Participants demonstrated good awareness of the cardiovascular risks associated with dementia, identifying many of the modifiable dementia risk factors. However, there were noticeable absences, including the risks associated with having less education, hearing loss, traumatic brain injury, and air pollution.
Many participants admitted to feeling ill-prepared to discuss dementia risks with patients. Further barriers that inhibit the role GPs play in dementia prevention include a lack of time and the ongoing stigma and health anxiety caused by the mention of dementia.
Brain health could be a more positive framework to use when discussing dementia risk, potentially motivating behaviour change or adherence to medication regime. While dementia continues to be stigmatised, brain health offers a more encouraging narrative to aid communication about dementia risk.

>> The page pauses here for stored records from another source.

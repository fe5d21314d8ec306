//! Line icons painted from 24×24 vector paths.

use egui::{Color32, Painter, Pos2, Rect, Response, Sense, Stroke, Ui, Vec2};

/// Side length of the path coordinate space.
const VIEWBOX: f32 = 24.0;
const STROKE_WIDTH: f32 = 2.0;

#[derive(Debug, Clone, Copy, PartialEq, Eq)]
pub enum Icon {
    Search,
    Check,
    Close,
    Chevron,
}

/// Primitive in viewbox coordinates.
#[derive(Debug, Clone, PartialEq)]
enum PathOp {
    Polyline(&'static [(f32, f32)]),
    Circle { center: (f32, f32), radius: f32 },
}

impl Icon {
    /// Rendered size in points.
    pub fn size(&self) -> f32 {
        match self {
            Icon::Search => 18.0,
            Icon::Check | Icon::Close => 20.0,
            Icon::Chevron => 16.0,
        }
    }

    fn ops(&self) -> &'static [PathOp] {
        match self {
            Icon::Search => &[
                PathOp::Circle { center: (11.0, 11.0), radius: 7.0 },
                PathOp::Polyline(&[(20.0, 20.0), (16.65, 16.65)]),
            ],
            Icon::Check => &[PathOp::Polyline(&[(20.0, 6.0), (9.0, 17.0), (4.0, 12.0)])],
            Icon::Close => &[
                PathOp::Polyline(&[(6.0, 6.0), (18.0, 18.0)]),
                PathOp::Polyline(&[(18.0, 6.0), (6.0, 18.0)]),
            ],
            Icon::Chevron => &[PathOp::Polyline(&[(6.0, 9.0), (12.0, 15.0), (18.0, 9.0)])],
        }
    }

    /// Paint the icon scaled to fill `rect`.
    pub fn paint(&self, painter: &Painter, rect: Rect, color: Color32) {
        let scale = rect.width().min(rect.height()) / VIEWBOX;
        let stroke = Stroke::new(STROKE_WIDTH * scale.max(0.75), color);

        for op in self.ops() {
            match op {
                PathOp::Polyline(points) => {
                    let points: Vec<Pos2> = points.iter().map(|&p| to_screen(rect, p)).collect();
                    for pair in points.windows(2) {
                        painter.line_segment([pair[0], pair[1]], stroke);
                    }
                    // Round joins, so elbows don't show a notch
                    for p in points.iter().skip(1).take(points.len().saturating_sub(2)) {
                        painter.circle_filled(*p, stroke.width / 2.0, color);
                    }
                }
                PathOp::Circle { center, radius } => {
                    painter.circle_stroke(to_screen(rect, *center), radius * scale, stroke);
                }
            }
        }
    }
}

/// Map a viewbox point into `rect`, keeping the aspect ratio and centering.
fn to_screen(rect: Rect, (x, y): (f32, f32)) -> Pos2 {
    let side = rect.width().min(rect.height());
    let scale = side / VIEWBOX;
    let origin = rect.center() - Vec2::splat(side / 2.0);
    origin + Vec2::new(x * scale, y * scale)
}

/// Allocate space for an icon and paint it.
pub fn icon(ui: &mut Ui, icon: Icon, color: Color32) -> Response {
    let (rect, response) = ui.allocate_exact_size(Vec2::splat(icon.size()), Sense::hover());
    if ui.is_rect_visible(rect) {
        icon.paint(ui.painter(), rect, color);
    }
    response
}
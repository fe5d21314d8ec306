//! Fixed-row-height virtual scrolling.
//!
//! The scroll area reserves the full content height up front, then only the
//! rows that intersect the viewport (plus a few rows of overscan) are handed to
//! the row painter. Cost per frame depends on the viewport, not the item count.

use egui::{pos2, vec2, Rect, ScrollArea, Sense, Ui};
use std::hash::Hash;
use std::ops::Range;

/// Extra rows painted below the viewport so fast scrolling doesn't show gaps.
pub const DEFAULT_OVERSCAN: usize = 2;

#[derive(Debug, Clone, Copy)]
pub struct VirtualList {
    item_count: usize,
    item_height: f32,
    height: f32,
    overscan: usize,
}

impl VirtualList {
    pub fn new(item_count: usize, item_height: f32) -> Self {
        Self {
            item_count,
            item_height,
            height: 300.0,
            overscan: DEFAULT_OVERSCAN,
        }
    }

    /// Viewport height in points.
    pub fn height(mut self, height: f32) -> Self {
        self.height = height;
        self
    }

    pub fn overscan(mut self, rows: usize) -> Self {
        self.overscan = rows;
        self
    }

    pub fn content_height(&self) -> f32 {
        self.item_count as f32 * self.item_height
    }

    /// Indices to materialize for a viewport starting `scroll_top` points into the content.
    pub fn visible_range(&self, scroll_top: f32, viewport_height: f32) -> Range<usize> {
        if self.item_count == 0 || self.item_height <= 0.0 {
            return 0..0;
        }

        let first = ((scroll_top.max(0.0) / self.item_height).floor() as usize).min(self.item_count);
        let visible_count = (viewport_height.max(0.0) / self.item_height).ceil() as usize + self.overscan;
        let last = (first + visible_count).min(self.item_count);
        first..last
    }

    /// Render the list. `add_row` receives the row's full rect and its index.
    ///
    /// Returns the range of indices that were painted this frame.
    pub fn show(
        self,
        ui: &mut Ui,
        id_salt: impl Hash,
        mut add_row: impl FnMut(&mut Ui, Rect, usize),
    ) -> Range<usize> {
        let mut painted = 0..0;

        ScrollArea::vertical()
            .id_salt(id_salt)
            .auto_shrink([false, false])
            .max_height(self.height)
            .min_scrolled_height(self.height)
            .show_viewport(ui, |ui, viewport| {
                let width = ui.available_width();
                // Reserve the whole content so the scrollbar reflects item_count
                let (content, _) =
                    ui.allocate_exact_size(vec2(width, self.content_height()), Sense::hover());

                let range = self.visible_range(viewport.min.y, viewport.height());
                for index in range.clone() {
                    let top = content.top() + index as f32 * self.item_height;
                    let row = Rect::from_min_size(pos2(content.left(), top), vec2(width, self.item_height));
                    add_row(ui, row, index);
                }
                painted = range;
            });

        painted
    }
}

#[cfg(test)]
mod tests {
    use super::*;

    #[test]
    fn test_empty_list_paints_nothing() {
        let list = VirtualList::new(0, 67.0);
        assert_eq!(list.visible_range(0.0, 500.0), 0..0);
        assert_eq!(list.content_height(), 0.0);
    }

    #[test]
    fn test_top_of_list() {
        let list = VirtualList::new(25_000, 67.0).height(500.0);
        // ceil(500 / 67) = 8 rows plus 2 overscan
        assert_eq!(list.visible_range(0.0, 500.0), 0..10);
    }

    #[test]
    fn test_range_follows_scroll_offset() {
        let list = VirtualList::new(25_000, 40.0).overscan(0);
        assert_eq!(list.visible_range(400.0, 300.0), 10..18);
        assert_eq!(list.visible_range(419.0, 300.0), 10..18);
        assert_eq!(list.visible_range(420.0, 300.0), 10..18);
        assert_eq!(list.visible_range(440.0, 300.0), 11..19);
    }

    #[test]
    fn test_range_is_bounded_by_viewport_not_count() {
        let small = VirtualList::new(1_000, 67.0);
        let large = VirtualList::new(1_000_000, 67.0);
        assert_eq!(small.visible_range(670.0, 500.0).len(), large.visible_range(670.0, 500.0).len());
    }

    #[test]
    fn test_range_clamped_at_end() {
        let list = VirtualList::new(25_000, 67.0);
        let bottom = list.content_height() - 500.0;
        let range = list.visible_range(bottom, 500.0);
        assert_eq!(range.end, 25_000);
        assert!(range.start < range.end);

        // Past the end (e.g. after the item count shrank)
        assert_eq!(list.visible_range(list.content_height() * 2.0, 500.0), 25_000..25_000);
    }

    #[test]
    fn test_short_list_shows_everything() {
        let list = VirtualList::new(3, 67.0);
        assert_eq!(list.visible_range(0.0, 500.0), 0..3);
    }

    #[test]
    fn test_negative_offset_treated_as_top() {
        let list = VirtualList::new(100, 10.0).overscan(0);
        assert_eq!(list.visible_range(-25.0, 30.0), 0..3);
    }
}
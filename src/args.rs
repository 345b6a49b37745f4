use career_crawl::{CareerCrawler, Result};
use clap::Parser;
use std::path::PathBuf;

#[derive(Parser, Debug)]
#[command(name = "career-crawl")]
#[command(about = "Crawls company career pages and prints the collected text as JSON")]
#[command(version)]
pub struct Args {
    /// Seed URLs, one per company
    #[arg(required = true)]
    pub urls: Vec<String>,

    /// Only fetch the seed pages, do not follow subpages
    #[arg(long)]
    pub shallow: bool,

    /// JSON configuration file
    #[arg(short, long)]
    pub config: Option<PathBuf>,

    /// Maximum subpages followed per seed
    #[arg(long)]
    pub max_subpages: Option<usize>,

    /// Pause before each subpage request, in milliseconds
    #[arg(long)]
    pub page_delay_ms: Option<u64>,

    /// Pause between seeds, in milliseconds
    #[arg(long)]
    pub seed_delay_ms: Option<u64>,

    /// Per-request timeout in seconds
    #[arg(short, long)]
    pub timeout: Option<u64>,

    /// Pretty-print the JSON output
    #[arg(long)]
    pub pretty: bool,
}

/// Turn command-line arguments into a crawler builder
pub fn into_builder(args: &Args) -> Result<CareerCrawler> {
    let mut builder = CareerCrawler::new().with_deep(!args.shallow);

    if let Some(path) = &args.config {
        builder = builder.with_config_file(path)?;
    }
    if let Some(max) = args.max_subpages {
        builder = builder.with_max_subpages(max);
    }
    if let Some(ms) = args.page_delay_ms {
        builder = builder.with_page_delay_ms(ms);
    }
    if let Some(ms) = args.seed_delay_ms {
        builder = builder.with_seed_delay_ms(ms);
    }
    if let Some(secs) = args.timeout {
        builder = builder.with_request_timeout(secs);
    }

    Ok(builder)
}
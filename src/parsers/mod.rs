pub mod html;
pub mod identity;
pub mod links;
pub mod text;

#[cfg(test)]
mod tests;

pub use html::TextExtractor;
pub use identity::{meta_description, page_title, resolve_name};
pub use links::LinkDiscoverer;
use thiserror::Error;

/// Errors raised while setting up a crawler.
///
/// Page-level failures are never reported through this type: a page that
/// cannot be fetched is logged and dropped.
#[derive(Debug, Error)]
pub enum Error {
    #[error("failed to read configuration: {0}")]
    Io(#[from] std::io::Error),

    #[error("failed to parse configuration: {0}")]
    Json(#[from] serde_json::Error),

    #[error("invalid CSS selector `{0}`")]
    Selector(String),

    #[error("invalid pattern: {0}")]
    Regex(#[from] regex::Error),

    #[error("failed to build HTTP client: {0}")]
    Client(#[from] reqwest::Error),

    #[error("invalid configuration: {0}")]
    InvalidConfig(String),
}

pub type Result<T> = std::result::Result<T, Error>;
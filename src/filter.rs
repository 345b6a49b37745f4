use crate::config::CrawlerConfig;
use crate::error::Result;
use regex::Regex;
use url::Url;

/// Decides which discovered links are worth fetching for a seed
///
/// A link is followed when it is an http(s) URL on exactly the seed's
/// host, does not point at a known non-HTML file, and contains at least
/// one relevance keyword.
#[derive(Debug)]
pub struct LinkFilter {
    keywords: Vec<String>,
    skip_regex: Option<Regex>,
}

impl LinkFilter {
    /// Create a new link filter from configuration
    pub fn new(config: &CrawlerConfig) -> Result<Self> {
        let extensions: Vec<String> = config
            .skip_extensions
            .iter()
            .map(|e| e.trim().trim_start_matches('.').to_lowercase())
            .filter(|e| !e.is_empty())
            .map(|e| regex::escape(&e))
            .collect();

        let skip_regex = if extensions.is_empty() {
            None
        } else {
            Some(Regex::new(&format!(r"\.({})$", extensions.join("|")))?)
        };

        Ok(Self {
            keywords: config
                .relevance_keywords
                .iter()
                .map(|k| k.to_lowercase())
                .filter(|k| !k.is_empty())
                .collect(),
            skip_regex,
        })
    }

    /// Determine if a resolved link should be crawled from `seed_url`
    pub fn should_crawl(&self, url: &Url, seed_url: &Url) -> bool {
        if !matches!(url.scheme(), "http" | "https") {
            return false;
        }

        if !self.is_same_host(url, seed_url) {
            return false;
        }

        if self.has_skipped_extension(url) {
            return false;
        }

        self.is_relevant(url)
    }

    /// Host names must match exactly; subdomains are other sites
    pub fn is_same_host(&self, url: &Url, seed_url: &Url) -> bool {
        match (url.host_str(), seed_url.host_str()) {
            (Some(host), Some(seed_host)) => host.eq_ignore_ascii_case(seed_host),
            _ => false,
        }
    }

    /// Check if the path ends in a non-HTML file extension
    pub fn has_skipped_extension(&self, url: &Url) -> bool {
        match &self.skip_regex {
            Some(regex) => regex.is_match(&url.path().to_lowercase()),
            None => false,
        }
    }

    /// Check if the full URL contains a relevance keyword
    pub fn is_relevant(&self, url: &Url) -> bool {
        let lowered = url.as_str().to_lowercase();
        self.keywords.iter().any(|k| lowered.contains(k.as_str()))
    }
}
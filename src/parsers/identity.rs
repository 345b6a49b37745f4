//! Page identity: site name, page title and meta description.

use crate::parsers::text;
use scraper::{Html, Selector};
use std::sync::LazyLock;
use url::Url;

static OG_SITE_NAME: LazyLock<Selector> = LazyLock::new(|| {
    Selector::parse(r#"meta[property="og:site_name"]"#).expect("og:site_name selector is valid")
});
static TITLE: LazyLock<Selector> =
    LazyLock::new(|| Selector::parse("title").expect("title selector is valid"));
static H1: LazyLock<Selector> =
    LazyLock::new(|| Selector::parse("h1").expect("h1 selector is valid"));
static META_DESCRIPTION: LazyLock<Selector> = LazyLock::new(|| {
    Selector::parse(r#"meta[name="description"]"#).expect("description selector is valid")
});
static OG_DESCRIPTION: LazyLock<Selector> = LazyLock::new(|| {
    Selector::parse(r#"meta[property="og:description"]"#).expect("og:description selector is valid")
});

/// Separators between the page and site parts of a `<title>`
const NAME_SEPARATORS: &[char] = &['|', '-', '–', '—', ':'];
const PAGE_TITLE_SEPARATORS: &[char] = &['|', '-', '–'];

const UNKNOWN_NAME: &str = "Unknown";
const UNTITLED: &str = "Untitled";

/// Resolves a human-readable company name for a page
///
/// Tries, in order: `og:site_name`, the `<title>` text, the host name
/// of `url`. Falls back to `"Unknown"` when `url` cannot be parsed.
pub fn resolve_name(url: &str, doc: &Html) -> String {
    if let Some(name) = site_name(doc) {
        return name;
    }
    if let Some(name) = title_text(doc).as_deref().and_then(name_from_title) {
        return name;
    }
    name_from_host(url).unwrap_or_else(|| UNKNOWN_NAME.to_string())
}

fn site_name(doc: &Html) -> Option<String> {
    let content = meta_content(doc, &OG_SITE_NAME)?;
    let len = content.chars().count();
    (len > 2 && len < 50).then_some(content)
}

/// Picks the site part of a title such as `"Careers | Acme Corp"`
pub fn name_from_title(title: &str) -> Option<String> {
    let segments: Vec<&str> = title.split(NAME_SEPARATORS).map(str::trim).collect();

    if segments.len() > 1 {
        if let Some(last) = segments.last().filter(|s| is_plausible_name(s)) {
            return Some(last.to_string());
        }
    }

    segments
        .first()
        .filter(|s| is_plausible_name(s))
        .map(|s| s.to_string())
}

fn is_plausible_name(segment: &str) -> bool {
    let len = segment.chars().count();
    (2..=40).contains(&len) && !segment.to_lowercase().contains("career")
}

/// `https://www.acme.com/jobs` becomes `"Acme"`
pub fn name_from_host(url: &str) -> Option<String> {
    let parsed = Url::parse(url).ok()?;
    let host = parsed.host_str()?;
    let host = host.strip_prefix("www.").unwrap_or(host);
    let label = host.split('.').next().filter(|l| !l.is_empty())?;
    Some(capitalize(label))
}

fn capitalize(word: &str) -> String {
    let mut chars = word.chars();
    match chars.next() {
        Some(first) => first.to_uppercase().chain(chars).collect(),
        None => String::new(),
    }
}

/// Title of a subpage: the first `<title>` segment, else the first `<h1>`
pub fn page_title(doc: &Html) -> String {
    let from_title = title_text(doc).and_then(|title| {
        title
            .split(PAGE_TITLE_SEPARATORS)
            .next()
            .map(str::trim)
            .filter(|s| !s.is_empty())
            .map(str::to_string)
    });
    if let Some(title) = from_title {
        return title;
    }

    doc.select(&H1)
        .next()
        .map(|h1| squash(&h1.text().collect::<String>()))
        .filter(|s| !s.is_empty())
        .unwrap_or_else(|| UNTITLED.to_string())
}

/// Meta description (`name="description"`, then `og:description`),
/// cut to `max_chars`
pub fn meta_description(doc: &Html, max_chars: usize) -> String {
    meta_content(doc, &META_DESCRIPTION)
        .or_else(|| meta_content(doc, &OG_DESCRIPTION))
        .map(|d| text::truncate_chars(&d, max_chars))
        .unwrap_or_default()
}

fn title_text(doc: &Html) -> Option<String> {
    doc.select(&TITLE)
        .next()
        .map(|t| squash(&t.text().collect::<String>()))
        .filter(|t| !t.is_empty())
}

fn meta_content(doc: &Html, selector: &Selector) -> Option<String> {
    doc.select(selector)
        .filter_map(|el| el.value().attr("content"))
        .map(squash)
        .find(|c| !c.is_empty())
}

fn squash(value: &str) -> String {
    value.split_whitespace().collect::<Vec<_>>().join(" ")
}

To put dementia prevention on the primary care agenda, brain health needs to be added to NHS health check templates, and annual long-term condition/medication review checklists, ensuring that conversations about dementia risk occur during these appointments. One participant identified that financial incentives for dementia prevention interventions, akin to those provided through the Quality and Outcomes Framework (QOF)37 for other conditions (such as diabetes and heart disease), may change clinical behaviour. However, there is limited evidence of applying the QOF as a ‘lever’ for change.37
Further research, education, and intervention about dementia prevention needs to adopt a whole primary care team approach, exploring the role other health professionals play within the primary care context.
Strengths and limitations
This study provides unique insights into the views of GPs regarding their role in dementia prevention, and evidence of their awareness (or lack of awareness) of modifiable dementia risk factors. It has identified barriers that inhibit dementia risk communication in primary care practice, but also highlighted strategies to facilitate GPs in their role in dementia prevention.
Convenience sampling led to half of the participants having (or undertaking) postgraduate dementia education, working towards extended role status.38 As a result, the participants perhaps demonstrated more advanced knowledge of the topic area than most GPs, limiting transferability of the findings. However, when compared, there was remarkable similarity in the views of participants with and without specialist dementia training, in relation to current practice, barriers, and strategies proposed to enhance their role in dementia prevention.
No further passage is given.